VISIONS GOLDBERG - VARIATION 27



"Qu’est-ce que je fais ici ?
J’appelle.
J’appelle.
J’appelle.
Je ne sais pas qui j’appelle.
Qui j’appelle ne sait pas.
J’appelle quelqu’un de faible,
quelqu’un de brisé,
quelqu’un de fier que rien n’a pu briser.
J’appelle.
J’appelle quelqu’un de là-bas,
quelqu’un au loin perdu,
quelqu’un d’un autre monde.
(C’était donc tout mensonge, ma solidité ?)
J’appelle.
Devant cet instrument si clair,
ce n’est pas comme ce serait avec ma voix sourde.
Devant cet instrument chantant qui ne me juge pas,
qui ne m’observe pas,
perdant toute honte, j’appelle,
j’appelle […]"


Premières impressionsHenri Michaux

 

« Après la profonde Variation n°25 et la très tonique Variation n°26, la 27 évoque davantage de douceur comme si des anges chantaient soudain.

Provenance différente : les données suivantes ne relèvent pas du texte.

/*
 * Copyright 2025 James Carl
 * AGPL-3.0-only or AGPL-3.0-or-later
 *
 * This file is part of Command Cad.
 *
 * Command CAD is free software: you can redistribute it and/or modify it under the terms of
 * the GNU Affero General Public License as published by the Free Software Foundation, either
 * version 3 of the License, or (at your option) any later version.
 *
 * This program is distributed in the hope that it will be useful, but WITHOUT ANY WARRANTY;
 * without even the implied warranty of MERCHANTABILITY or FITNESS FOR A PARTICULAR PURPOSE.
 * See the GNU Affero General Public License for more details.
 *
 * You should have received a copy of the GNU Affero General Public License along with this
 * program. If not, see <https://www.gnu.org/licenses/>.
 */

use std::{borrow::Cow, fmt::Display};

use enum_downcast::AsVariant;

use crate::runtime::{
    errors::{ExpressionResult, Raise as _},
    logging::StackTrace,
};

use super::{StaticTypeName, Value};

#[derive(Debug, Eq, PartialEq)]
pub struct ArityError {
    pub expected: usize,
    pub got: usize,
}

impl std::error::Error for ArityError {}

impl Display for ArityError {
    fn fmt(&self, f: &mut std::fmt::Formatter<'_>) -> std::fmt::Result {
        let plural = if self.expected == 1 { "" } else { "s" };
        write!(
            f,
            "Expecting {} parameter{}, got {}",
            self.expected, plural, self.got
        )
    }
}

#[derive(Debug, Eq, PartialEq)]
pub struct ArgumentTypeError {
    pub index: usize,
    pub expected: Cow<'static, str>,
    pub got: Cow<'static, str>,
}

impl std::error::Error for ArgumentTypeError {}

impl Display for ArgumentTypeError {
    fn fmt(&self, f: &mut std::fmt::Formatter<'_>) -> std::fmt::Result {
        write!(
            f,
            "Parameter {} must be a {}, got {}",
            self.index, self.expected, self.got
        )
    }
}

/// Unpacks the arguments of a method call into a tuple of concrete values.
pub trait UnpackArguments: Sized {
    fn unpack_arguments(stack_trace: &StackTrace, arguments: Vec<Value>)
        -> ExpressionResult<Self>;
}

macro_rules! unpack_arguments {
    ($count:literal; $($member:ident),*) => {
        impl<$($member),*> UnpackArguments for ($($member,)*)
        where
            $($member: StaticTypeName + Clone, Value: AsVariant<$member>,)*
        {
            #[allow(non_snake_case, unused_mut, unused_variables, unused_assignments)]
            fn unpack_arguments(
                stack_trace: &StackTrace,
                arguments: Vec<Value>,
            ) -> ExpressionResult<Self> {
                let [$($member),*]: [Value; $count] =
                    arguments.try_into().map_err(|arguments: Vec<Value>| {
                        ArityError {
                            expected: $count,
                            got: arguments.len(),
                        }
                        .to_error(stack_trace)
                    })?;

                let mut index = 0;
                Ok(($({
                    let argument = $member.argument_ref::<$member>(index, stack_trace)?.clone();
                    index += 1;
                    argument
                },)*))
            }
        }
    };
}

unpack_arguments!(0;);
unpack_arguments!(1; A);
unpack_arguments!(2; A, B);
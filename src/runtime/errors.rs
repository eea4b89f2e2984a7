/*
 * Copyright 2025 James Carl
 * AGPL-3.0-only or AGPL-3.0-or-later
 *
 * This file is part of Command Cad.
 *
 * Command CAD is free software: you can redistribute it and/or modify it under the terms of
 * the GNU Affero General Public License as published by the Free Software Foundation, either
 * version 3 of the License, or (at your option) any later version.
 *
 * This program is distributed in the hope that it will be useful, but WITHOUT ANY WARRANTY;
 * without even the implied warranty of MERCHANTABILITY or FITNESS FOR A PARTICULAR PURPOSE.
 * See the GNU Affero General Public License for more details.
 *
 * You should have received a copy of the GNU Affero General Public License along with this
 * program. If not, see <https://www.gnu.org/licenses/>.
 */

use std::{any::Any, fmt::Display};

use super::logging::StackPoint;

pub type ExpressionResult<R> = std::result::Result<R, Error>;

#[derive(Debug)]
pub struct Error {
    pub ty: Box<dyn ErrorType>,
    pub trace: Vec<StackPoint>,
}

impl Error {
    /// Recovers the concrete error type, if it is `E`.
    pub fn downcast_ref<E: ErrorType>(&self) -> Option<&E> {
        (*self.ty).as_any().downcast_ref()
    }

    pub fn is<E: ErrorType>(&self) -> bool {
        self.downcast_ref::<E>().is_some()
    }
}

impl Display for Error {
    fn fmt(&self, f: &mut std::fmt::Formatter<'_>) -> std::fmt::Result {
        writeln!(f, "{}", self.ty)?;
        writeln!(f, "Backtrace:")?;
        for layer in self.trace.iter() {
            writeln!(f, "\t{}", layer)?;
        }

        Ok(())
    }
}

impl std::error::Error for Error {}

/// A generic error that will just display a static message.
#[derive(Debug, Eq, PartialEq)]
pub struct StrError(pub &'static str);

impl std::error::Error for StrError {}

impl Display for StrError {
    fn fmt(&self, f: &mut std::fmt::Formatter<'_>) -> std::fmt::Result {
        write!(f, "{}", self.0)
    }
}

pub trait ErrorType: std::error::Error + Any {
    fn as_any(&self) -> &dyn Any;
}

impl<E> ErrorType for E
where
    E: std::error::Error + 'static,
{
    fn as_any(&self) -> &dyn Any {
        self
    }
}

pub trait Raise {
    fn to_error<'s>(self, stack_trace: impl IntoIterator<Item = &'s StackPoint>) -> Error;
}

impl<E: ErrorType> Raise for E {
    fn to_error<'s>(self, stack_trace: impl IntoIterator<Item = &'s StackPoint>) -> Error {
        Error {
            ty: Box::new(self),
            trace: stack_trace.into_iter().cloned().collect(),
        }
    }
}
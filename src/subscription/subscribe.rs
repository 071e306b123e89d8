use std::{
    error::Error,
    fmt,
    future::Future,
    pin::Pin,
    sync::{
        atomic::{AtomicBool, Ordering},
        Arc, Mutex, MutexGuard, PoisonError,
    },
};

use tokio::runtime;
use tracing::{debug, trace, warn};

use crate::{errors::ObservableError, observer::Observer, scheduler::TimerHandle};

/// A trait for types that can be subscribed to, allowing consumers to receive
/// values emitted by an observable stream.
pub trait Subscribeable {
    /// The type of items emitted by the observable stream.
    type ObsType;

    /// Attaches `s` to the source and starts its emissions.
    ///
    /// Every call is an independent activation with its own delivery channel. The
    /// returned `Subscription` closes that channel.
    fn subscribe(&mut self, s: Subscriber<Self::ObsType>) -> Subscription;
}

/// A trait for types that can be unsubscribed, allowing the clean release of resources
/// associated with a subscription.
pub trait Unsubscribeable {
    /// Stops delivery and releases whatever the producer registered for cleanup,
    /// such as pending timers.
    ///
    /// Calling it more than once has the same effect as calling it once.
    fn unsubscribe(&self);
}

type NextFn<T> = Box<dyn FnMut(T) + Send>;
type CompleteFn = Box<dyn FnMut() + Send>;
type ErrorFn = Box<dyn FnMut(Arc<dyn Error + Send + Sync>) + Send>;

/// A type that acts as an observer, allowing users to handle emitted values, errors,
/// and completion when subscribing to an `Observable`.
///
/// Only the `next` handler is mandatory. Missing `error` and `complete` handlers
/// are treated as no-ops.
pub struct Subscriber<NextFnType> {
    next_fn: NextFn<NextFnType>,
    complete_fn: Option<CompleteFn>,
    error_fn: Option<ErrorFn>,
}

impl<NextFnType> Subscriber<NextFnType> {
    /// Creates a new `Subscriber` instance with custom handling functions for emitted
    /// values, errors, and completion.
    pub fn new(
        next_fn: impl FnMut(NextFnType) + 'static + Send,
        error_fn: impl FnMut(Arc<dyn Error + Send + Sync>) + 'static + Send,
        complete_fn: impl FnMut() + 'static + Send,
    ) -> Self {
        Subscriber {
            next_fn: Box::new(next_fn),
            complete_fn: Some(Box::new(complete_fn)),
            error_fn: Some(Box::new(error_fn)),
        }
    }

    /// Create a new Subscriber with the provided `next` function.
    ///
    /// The `next` closure is called when the observable emits a new item. It takes
    /// a parameter of type `NextFnType`, which is an item emitted by the observable.
    pub fn on_next(next_fn: impl FnMut(NextFnType) + 'static + Send) -> Self {
        Subscriber {
            next_fn: Box::new(next_fn),
            complete_fn: None,
            error_fn: None,
        }
    }

    /// Set the completion function for the Subscriber.
    pub fn on_complete(&mut self, complete_fn: impl FnMut() + 'static + Send) {
        self.complete_fn = Some(Box::new(complete_fn));
    }

    /// Set the error-handling function for the Subscriber.
    pub fn on_error(
        &mut self,
        error_fn: impl FnMut(Arc<dyn Error + Send + Sync>) + 'static + Send,
    ) {
        self.error_fn = Some(Box::new(error_fn));
    }
}

impl<T> Observer for Subscriber<T> {
    type NextFnType = T;

    fn next(&mut self, v: Self::NextFnType) {
        (self.next_fn)(v);
    }

    fn complete(&mut self) {
        if let Some(cfn) = &mut self.complete_fn {
            (cfn)();
        }
    }

    fn error(&mut self, observable_error: Arc<dyn Error + Send + Sync>) {
        if let Some(efn) = &mut self.error_fn {
            (efn)(observable_error);
        }
    }
}

/// Enumerates various unsubscribe logic options for a subscription.
pub enum UnsubscribeLogic {
    /// No specific unsubscribe logic.
    Nil,

    /// If one subscription depends on another. Wrapped subscription's unsubscribe
    /// will be called upon unsubscribing.
    Wrapped(Box<Subscription>),

    /// Unsubscribe logic defined by a function.
    Logic(Box<dyn FnOnce() + Send>),

    /// Pending timer to cancel. Dropped from the subscription once it has fired.
    Timer(TimerHandle),

    /// Asynchronous unsubscribe logic represented by a future. It is spawned on the
    /// `Tokio` runtime that was current when the subscription was created.
    Future(Pin<Box<dyn Future<Output = ()> + Send>>),
}

impl UnsubscribeLogic {
    /// `true` for teardowns that no longer have anything to release.
    fn is_spent(&self) -> bool {
        match self {
            UnsubscribeLogic::Nil => true,
            UnsubscribeLogic::Timer(handle) => !handle.is_pending(),
            _ => false,
        }
    }

    fn run(self, runtime_handle: Option<&runtime::Handle>) {
        match self {
            UnsubscribeLogic::Nil => (),
            UnsubscribeLogic::Logic(fnc) => fnc(),
            UnsubscribeLogic::Timer(handle) => {
                handle.cancel();
            }
            UnsubscribeLogic::Wrapped(subscription) => subscription.unsubscribe(),
            UnsubscribeLogic::Future(future) => match runtime_handle {
                Some(handle) => {
                    handle.spawn(future);
                }
                None => {
                    warn!("asynchronous unsubscribe logic dropped: no Tokio runtime");
                }
            },
        }
    }
}

impl fmt::Debug for UnsubscribeLogic {
    fn fmt(&self, f: &mut fmt::Formatter<'_>) -> fmt::Result {
        let kind = match self {
            UnsubscribeLogic::Nil => "Nil",
            UnsubscribeLogic::Wrapped(_) => "Wrapped",
            UnsubscribeLogic::Logic(_) => "Logic",
            UnsubscribeLogic::Timer(_) => "Timer",
            UnsubscribeLogic::Future(_) => "Future",
        };
        f.write_str(kind)
    }
}

/// Open/closed flag plus the teardowns to run on close, shared by a `Subscription`
/// and the `Emitter` it controls.
struct SubscriptionState {
    closed: AtomicBool,
    teardowns: Mutex<Vec<UnsubscribeLogic>>,
    runtime_handle: Option<runtime::Handle>,
}

impl SubscriptionState {
    fn new() -> Self {
        SubscriptionState {
            closed: AtomicBool::new(false),
            teardowns: Mutex::new(Vec::new()),
            runtime_handle: runtime::Handle::try_current().ok(),
        }
    }

    fn is_closed(&self) -> bool {
        self.closed.load(Ordering::Acquire)
    }

    fn teardowns(&self) -> MutexGuard<'_, Vec<UnsubscribeLogic>> {
        self.teardowns.lock().unwrap_or_else(PoisonError::into_inner)
    }

    /// Flips the state to closed. Returns the registered teardowns to the caller
    /// that performed the transition, `None` to everyone else.
    fn close(&self) -> Option<Vec<UnsubscribeLogic>> {
        let mut teardowns = self.teardowns();
        if self.closed.swap(true, Ordering::AcqRel) {
            return None;
        }
        Some(std::mem::take(&mut *teardowns))
    }

    fn run_teardowns(&self, teardowns: Vec<UnsubscribeLogic>) {
        for teardown in teardowns {
            teardown.run(self.runtime_handle.as_ref());
        }
    }

    fn add(&self, teardown: UnsubscribeLogic) {
        if teardown.is_spent() {
            return;
        }
        let mut teardowns = self.teardowns();
        if self.is_closed() {
            drop(teardowns);
            teardown.run(self.runtime_handle.as_ref());
            return;
        }
        // Fired timers would otherwise pile up for the life of the subscription.
        teardowns.retain(|t| !t.is_spent());
        teardowns.push(teardown);
    }
}

/// The delivery channel a producer pushes values into.
///
/// Wraps the user's `Subscriber` and enforces the subscription contract: nothing
/// reaches the listener once the channel is closed, whether by `unsubscribe`,
/// `complete` or `error`. The closed flag is read at the moment of each push.
///
/// Cloning is shallow, so delayed callbacks can each hold their own handle.
pub struct Emitter<T> {
    subscriber: Arc<Mutex<Subscriber<T>>>,
    state: Arc<SubscriptionState>,
}

impl<T> Clone for Emitter<T> {
    fn clone(&self) -> Self {
        Emitter {
            subscriber: Arc::clone(&self.subscriber),
            state: Arc::clone(&self.state),
        }
    }
}

impl<T> Emitter<T> {
    pub(crate) fn new(subscriber: Subscriber<T>, subscription: &Subscription) -> Self {
        Emitter {
            subscriber: Arc::new(Mutex::new(subscriber)),
            state: Arc::clone(&subscription.state),
        }
    }

    /// Returns `true` once the channel stopped delivering.
    #[must_use]
    pub fn is_closed(&self) -> bool {
        self.state.is_closed()
    }

    /// Registers logic to run when the channel closes, typically a pending timer
    /// that should be cancelled. Runs it right away if the channel is already closed.
    pub fn add(&self, teardown: impl Into<UnsubscribeLogic>) {
        self.state.add(teardown.into());
    }

    fn subscriber(&self) -> MutexGuard<'_, Subscriber<T>> {
        self.subscriber
            .lock()
            .unwrap_or_else(PoisonError::into_inner)
    }
}

impl<T> Observer for Emitter<T> {
    type NextFnType = T;

    fn next(&mut self, v: Self::NextFnType) {
        // Checked under the subscriber lock so a push queued behind a running
        // delivery cannot slip in after `unsubscribe` returned.
        let mut subscriber = self.subscriber();
        if self.state.is_closed() {
            trace!("push dropped: subscription closed");
            return;
        }
        subscriber.next(v);
    }

    fn complete(&mut self) {
        let mut subscriber = self.subscriber();
        let Some(teardowns) = self.state.close() else {
            return;
        };
        debug!("observable completed");
        subscriber.complete();
        drop(subscriber);
        self.state.run_teardowns(teardowns);
    }

    fn error(&mut self, observable_error: Arc<dyn Error + Send + Sync>) {
        let mut subscriber = self.subscriber();
        let Some(teardowns) = self.state.close() else {
            return;
        };
        debug!(
            error = %observable_error,
            label = error_label(&observable_error),
            "observable errored"
        );
        subscriber.error(observable_error);
        drop(subscriber);
        self.state.run_teardowns(teardowns);
    }
}

fn error_label(err: &Arc<dyn Error + Send + Sync>) -> &'static str {
    err.downcast_ref::<ObservableError>()
        .map_or("external", ObservableError::as_label)
}

/// Represents a subscription to an observable, allowing control over the
/// delivery channel created when the observable was subscribed to.
///
/// Cloning is shallow: every clone controls the same channel.
#[derive(Clone)]
pub struct Subscription {
    state: Arc<SubscriptionState>,
}

impl Subscription {
    /// Creates an open subscription with no teardown logic.
    #[must_use]
    pub fn new() -> Self {
        Subscription {
            state: Arc::new(SubscriptionState::new()),
        }
    }

    /// Returns `true` once the subscription was unsubscribed, or the observable
    /// completed or errored.
    #[must_use]
    pub fn is_closed(&self) -> bool {
        self.state.is_closed()
    }

    /// Registers additional teardown logic. See [`Emitter::add`].
    pub fn add(&self, teardown: impl Into<UnsubscribeLogic>) {
        self.state.add(teardown.into());
    }
}

impl Default for Subscription {
    fn default() -> Self {
        Self::new()
    }
}

impl fmt::Debug for Subscription {
    fn fmt(&self, f: &mut fmt::Formatter<'_>) -> fmt::Result {
        f.debug_struct("Subscription")
            .field("closed", &self.is_closed())
            .finish_non_exhaustive()
    }
}

impl Unsubscribeable for Subscription {
    fn unsubscribe(&self) {
        match self.state.close() {
            Some(teardowns) => {
                debug!(teardowns = teardowns.len(), "unsubscribed");
                self.state.run_teardowns(teardowns);
            }
            None => trace!("unsubscribe ignored: already closed"),
        }
    }
}

impl From<Subscription> for UnsubscribeLogic {
    fn from(subscription: Subscription) -> Self {
        UnsubscribeLogic::Wrapped(Box::new(subscription))
    }
}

C’est le dernier canon, à la neuvième, et c’est le seul canon des Goldberg qui soit 'pur', non accompagné (sans la basse continue). »
Irina Lankova


*

Quelle est cette voix qui résonne en la Variation 27, cette voix singulière ?
Car singulière - et multiple -, elle tisse avec douceur une histoire impossible à raconter, étrange et prenante pourtant, dans laquelle s’aventurent tranquillement signes et surgissements.
En bordure d’un récit qui résiste et s’effiloche, elle scintille au creux des regards, court sur la peau, s’éparpille entre les doigts.
Peut-être appelle-t-elle, singulièrement – comme le « je » du poème d’Henri Michaux – un écho, un ami, une reconnaissance…
À l’image, on ne peut qu’en suivre la trace flottante, interroger l’œil de la musicienne, attraper l’ombre de ses mains, se perdre et, avec ravissement, s’étonner de la force essentielle à l’évocation subtile de la fragilité.